* **YOUR GOAL**:
Please copy, with no word changed, only the run of lines that opens with the line containing "guard.remove(&id);" and closes with the last line below.

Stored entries
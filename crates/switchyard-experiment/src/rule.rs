//! Segmentation rule compilation and caching.
//!
//! A segmentation rule is a boolean expression over user attributes that
//! decides whether a user is eligible for an experiment, e.g.
//! `country = US & (age >= 21 | vip = true)`. The lifecycle core compiles
//! expressions into a pre-parsed form and installs them in the
//! [`RuleCache`]; *evaluating* a rule against a user happens in the
//! assignment path, outside this crate.
//!
//! The cache is eagerly consistent with the most recent successful update:
//! the service writes it only after both stores have accepted the new rule.
//! It is purely advisory: correctness never depends on it, only
//! performance.

use serde::{Deserialize, Serialize};
use std::collections::HashMap;
use std::fmt;
use std::sync::{Arc, RwLock};

use switchyard_core::ExperimentId;

/// A rule expression failed to parse.
#[derive(Debug, Clone, PartialEq, Eq, thiserror::Error)]
#[error("parse error at byte {position}: {message}")]
pub struct RuleParseError {
    /// Byte offset into the expression where parsing failed.
    pub position: usize,
    /// Description of the failure.
    pub message: String,
}

impl RuleParseError {
    fn new(position: usize, message: impl Into<String>) -> Self {
        Self {
            position,
            message: message.into(),
        }
    }
}

/// Comparison operators usable in rule expressions.
#[derive(Debug, Clone, Copy, PartialEq, Eq, Serialize, Deserialize)]
#[serde(rename_all = "snake_case")]
pub enum CompareOp {
    /// `=`
    Eq,
    /// `!=`
    Ne,
    /// `<`
    Lt,
    /// `<=`
    Le,
    /// `>`
    Gt,
    /// `>=`
    Ge,
}

impl fmt::Display for CompareOp {
    fn fmt(&self, f: &mut fmt::Formatter<'_>) -> fmt::Result {
        let s = match self {
            Self::Eq => "=",
            Self::Ne => "!=",
            Self::Lt => "<",
            Self::Le => "<=",
            Self::Gt => ">",
            Self::Ge => ">=",
        };
        f.write_str(s)
    }
}

/// A literal a user attribute is compared against.
#[derive(Debug, Clone, PartialEq, Serialize, Deserialize)]
#[serde(untagged)]
pub enum RuleValue {
    /// A bareword or quoted string.
    Text(String),
    /// A numeric literal.
    Number(f64),
    /// `true` or `false`.
    Boolean(bool),
}

/// The pre-parsed form of a rule expression.
#[derive(Debug, Clone, PartialEq, Serialize, Deserialize)]
#[serde(rename_all = "snake_case")]
pub enum RuleExpr {
    /// A single `attribute op value` comparison.
    Compare {
        /// User attribute name.
        attribute: String,
        /// Comparison operator.
        op: CompareOp,
        /// Literal to compare against.
        value: RuleValue,
    },
    /// Conjunction; true when every operand is true.
    And(Vec<RuleExpr>),
    /// Disjunction; true when any operand is true.
    Or(Vec<RuleExpr>),
}

/// A compiled segmentation rule: the source expression plus its parsed
/// form.
#[derive(Debug, Clone, PartialEq, Serialize, Deserialize)]
pub struct CompiledRule {
    source: String,
    expr: RuleExpr,
}

impl CompiledRule {
    /// Returns the original expression text.
    #[must_use]
    pub fn source(&self) -> &str {
        &self.source
    }

    /// Returns the parsed expression tree.
    #[must_use]
    pub const fn expr(&self) -> &RuleExpr {
        &self.expr
    }
}

/// Compiles a segmentation rule expression.
///
/// # Errors
///
/// Returns a [`RuleParseError`] when the expression is empty or
/// syntactically invalid.
pub fn compile(expression: &str) -> Result<CompiledRule, RuleParseError> {
    let mut parser = Parser::new(expression)?;
    let expr = parser.parse_or()?;
    if let Some(token) = parser.peek() {
        return Err(RuleParseError::new(
            token.position,
            format!("unexpected trailing input '{}'", token.kind),
        ));
    }
    Ok(CompiledRule {
        source: expression.to_string(),
        expr,
    })
}

// ----------------------------------------------------------------------------
// Tokenizer
// ----------------------------------------------------------------------------

#[derive(Debug, Clone, PartialEq)]
enum TokenKind {
    Ident(String),
    Quoted(String),
    Number(f64),
    Op(CompareOp),
    And,
    Or,
    LParen,
    RParen,
}

impl fmt::Display for TokenKind {
    fn fmt(&self, f: &mut fmt::Formatter<'_>) -> fmt::Result {
        match self {
            Self::Ident(s) => write!(f, "{s}"),
            Self::Quoted(s) => write!(f, "\"{s}\""),
            Self::Number(n) => write!(f, "{n}"),
            Self::Op(op) => write!(f, "{op}"),
            Self::And => f.write_str("&"),
            Self::Or => f.write_str("|"),
            Self::LParen => f.write_str("("),
            Self::RParen => f.write_str(")"),
        }
    }
}

#[derive(Debug, Clone, PartialEq)]
struct Token {
    kind: TokenKind,
    position: usize,
}

fn is_ident_char(c: char) -> bool {
    c.is_ascii_alphanumeric() || c == '_' || c == '.' || c == '-'
}

fn tokenize(input: &str) -> Result<Vec<Token>, RuleParseError> {
    let bytes = input.as_bytes();
    let mut tokens = Vec::new();
    let mut pos = 0;

    while pos < bytes.len() {
        let c = char::from(bytes[pos]);
        match c {
            ' ' | '\t' | '\r' | '\n' => pos += 1,
            '(' => {
                tokens.push(Token {
                    kind: TokenKind::LParen,
                    position: pos,
                });
                pos += 1;
            }
            ')' => {
                tokens.push(Token {
                    kind: TokenKind::RParen,
                    position: pos,
                });
                pos += 1;
            }
            '&' => {
                tokens.push(Token {
                    kind: TokenKind::And,
                    position: pos,
                });
                pos += 1;
            }
            '|' => {
                tokens.push(Token {
                    kind: TokenKind::Or,
                    position: pos,
                });
                pos += 1;
            }
            '=' => {
                tokens.push(Token {
                    kind: TokenKind::Op(CompareOp::Eq),
                    position: pos,
                });
                pos += 1;
            }
            '!' => {
                if bytes.get(pos + 1) == Some(&b'=') {
                    tokens.push(Token {
                        kind: TokenKind::Op(CompareOp::Ne),
                        position: pos,
                    });
                    pos += 2;
                } else {
                    return Err(RuleParseError::new(pos, "expected '=' after '!'"));
                }
            }
            '<' => {
                if bytes.get(pos + 1) == Some(&b'=') {
                    tokens.push(Token {
                        kind: TokenKind::Op(CompareOp::Le),
                        position: pos,
                    });
                    pos += 2;
                } else {
                    tokens.push(Token {
                        kind: TokenKind::Op(CompareOp::Lt),
                        position: pos,
                    });
                    pos += 1;
                }
            }
            '>' => {
                if bytes.get(pos + 1) == Some(&b'=') {
                    tokens.push(Token {
                        kind: TokenKind::Op(CompareOp::Ge),
                        position: pos,
                    });
                    pos += 2;
                } else {
                    tokens.push(Token {
                        kind: TokenKind::Op(CompareOp::Gt),
                        position: pos,
                    });
                    pos += 1;
                }
            }
            '"' | '\'' => {
                let quote = c;
                let start = pos;
                pos += 1;
                let content_start = pos;
                while pos < bytes.len() && char::from(bytes[pos]) != quote {
                    pos += 1;
                }
                if pos >= bytes.len() {
                    return Err(RuleParseError::new(start, "unterminated string literal"));
                }
                let content = input
                    .get(content_start..pos)
                    .unwrap_or_default()
                    .to_string();
                tokens.push(Token {
                    kind: TokenKind::Quoted(content),
                    position: start,
                });
                pos += 1;
            }
            c if c.is_ascii_digit() => {
                let start = pos;
                while pos < bytes.len()
                    && (char::from(bytes[pos]).is_ascii_digit() || bytes[pos] == b'.')
                {
                    pos += 1;
                }
                let text = input.get(start..pos).unwrap_or_default();
                let number: f64 = text
                    .parse()
                    .map_err(|_| RuleParseError::new(start, format!("invalid number '{text}'")))?;
                tokens.push(Token {
                    kind: TokenKind::Number(number),
                    position: start,
                });
            }
            c if is_ident_char(c) => {
                let start = pos;
                while pos < bytes.len() && is_ident_char(char::from(bytes[pos])) {
                    pos += 1;
                }
                let word = input.get(start..pos).unwrap_or_default();
                let kind = match word.to_ascii_lowercase().as_str() {
                    "and" => TokenKind::And,
                    "or" => TokenKind::Or,
                    _ => TokenKind::Ident(word.to_string()),
                };
                tokens.push(Token {
                    kind,
                    position: start,
                });
            }
            other => {
                return Err(RuleParseError::new(
                    pos,
                    format!("unexpected character '{other}'"),
                ));
            }
        }
    }

    Ok(tokens)
}

// ----------------------------------------------------------------------------
// Parser
// ----------------------------------------------------------------------------

struct Parser {
    tokens: Vec<Token>,
    index: usize,
    end: usize,
}

impl Parser {
    fn new(input: &str) -> Result<Self, RuleParseError> {
        let tokens = tokenize(input)?;
        if tokens.is_empty() {
            return Err(RuleParseError::new(0, "empty rule expression"));
        }
        Ok(Self {
            tokens,
            index: 0,
            end: input.len(),
        })
    }

    fn peek(&self) -> Option<&Token> {
        self.tokens.get(self.index)
    }

    fn advance(&mut self) -> Option<Token> {
        let token = self.tokens.get(self.index).cloned();
        if token.is_some() {
            self.index += 1;
        }
        token
    }

    fn error_position(&self) -> usize {
        self.peek().map_or(self.end, |t| t.position)
    }

    fn parse_or(&mut self) -> Result<RuleExpr, RuleParseError> {
        let mut operands = vec![self.parse_and()?];
        while matches!(self.peek().map(|t| &t.kind), Some(TokenKind::Or)) {
            self.advance();
            operands.push(self.parse_and()?);
        }
        if operands.len() == 1 {
            Ok(operands.remove(0))
        } else {
            Ok(RuleExpr::Or(operands))
        }
    }

    fn parse_and(&mut self) -> Result<RuleExpr, RuleParseError> {
        let mut operands = vec![self.parse_primary()?];
        while matches!(self.peek().map(|t| &t.kind), Some(TokenKind::And)) {
            self.advance();
            operands.push(self.parse_primary()?);
        }
        if operands.len() == 1 {
            Ok(operands.remove(0))
        } else {
            Ok(RuleExpr::And(operands))
        }
    }

    fn parse_primary(&mut self) -> Result<RuleExpr, RuleParseError> {
        if matches!(self.peek().map(|t| &t.kind), Some(TokenKind::LParen)) {
            let open = self.error_position();
            self.advance();
            let expr = self.parse_or()?;
            match self.advance() {
                Some(Token {
                    kind: TokenKind::RParen,
                    ..
                }) => Ok(expr),
                _ => Err(RuleParseError::new(open, "unbalanced parenthesis")),
            }
        } else {
            self.parse_comparison()
        }
    }

    fn parse_comparison(&mut self) -> Result<RuleExpr, RuleParseError> {
        let position = self.error_position();
        let attribute = match self.advance() {
            Some(Token {
                kind: TokenKind::Ident(name),
                ..
            }) => name,
            _ => return Err(RuleParseError::new(position, "expected attribute name")),
        };

        let position = self.error_position();
        let op = match self.advance() {
            Some(Token {
                kind: TokenKind::Op(op),
                ..
            }) => op,
            _ => {
                return Err(RuleParseError::new(
                    position,
                    "expected comparison operator",
                ))
            }
        };

        let position = self.error_position();
        let value = match self.advance() {
            Some(Token {
                kind: TokenKind::Quoted(text),
                ..
            }) => RuleValue::Text(text),
            Some(Token {
                kind: TokenKind::Number(number),
                ..
            }) => RuleValue::Number(number),
            Some(Token {
                kind: TokenKind::Ident(word),
                ..
            }) => match word.to_ascii_lowercase().as_str() {
                "true" => RuleValue::Boolean(true),
                "false" => RuleValue::Boolean(false),
                _ => RuleValue::Text(word),
            },
            _ => return Err(RuleParseError::new(position, "expected literal value")),
        };

        Ok(RuleExpr::Compare {
            attribute,
            op,
            value,
        })
    }
}

// ----------------------------------------------------------------------------
// Cache
// ----------------------------------------------------------------------------

/// In-memory mapping from experiment id to its compiled rule.
///
/// Readers take a read lock; writers are exclusive. Entries are shared as
/// `Arc` so the assignment path can hold a rule across a cache update.
#[derive(Debug, Default)]
pub struct RuleCache {
    inner: RwLock<HashMap<ExperimentId, Arc<CompiledRule>>>,
}

impl RuleCache {
    /// Creates an empty cache.
    #[must_use]
    pub fn new() -> Self {
        Self::default()
    }

    /// Returns the compiled rule for an experiment, if cached.
    #[must_use]
    pub fn get(&self, id: ExperimentId) -> Option<Arc<CompiledRule>> {
        self.inner
            .read()
            .ok()
            .and_then(|guard| guard.get(&id).cloned())
    }

    /// Installs the compiled rule for an experiment.
    pub fn set(&self, id: ExperimentId, rule: Arc<CompiledRule>) {
        if let Ok(mut guard) = self.inner.write() {
            guard.insert(id, rule);
        }
    }

    /// Drops the cached rule for an experiment.
    pub fn clear(&self, id: ExperimentId) {
        if let Ok(mut guard) = self.inner.write() {
            guard.remove(&id);
        }
    }

    /// Returns the number of cached rules.
    #[must_use]
    pub fn len(&self) -> usize {
        self.inner.read().map(|guard| guard.len()).unwrap_or(0)
    }

    /// Returns true when no rules are cached.
    #[must_use]
    pub fn is_empty(&self) -> bool {
        self.len() == 0
    }
}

* **RESPONSE FOR THIS EXERCISE**:
            guard.remove(&id);
        }
    }

    /// Returns the number of cached rules.
    #[must_use]
    pub fn len(&self) -> usize {
        self.inner.read().map(|guard| guard.len()).unwrap_or(0)
    }

    /// Returns true when no rules are cached.
    #[must_use]
    pub fn is_empty(&self) -> bool {
        self.len() == 0
    }
}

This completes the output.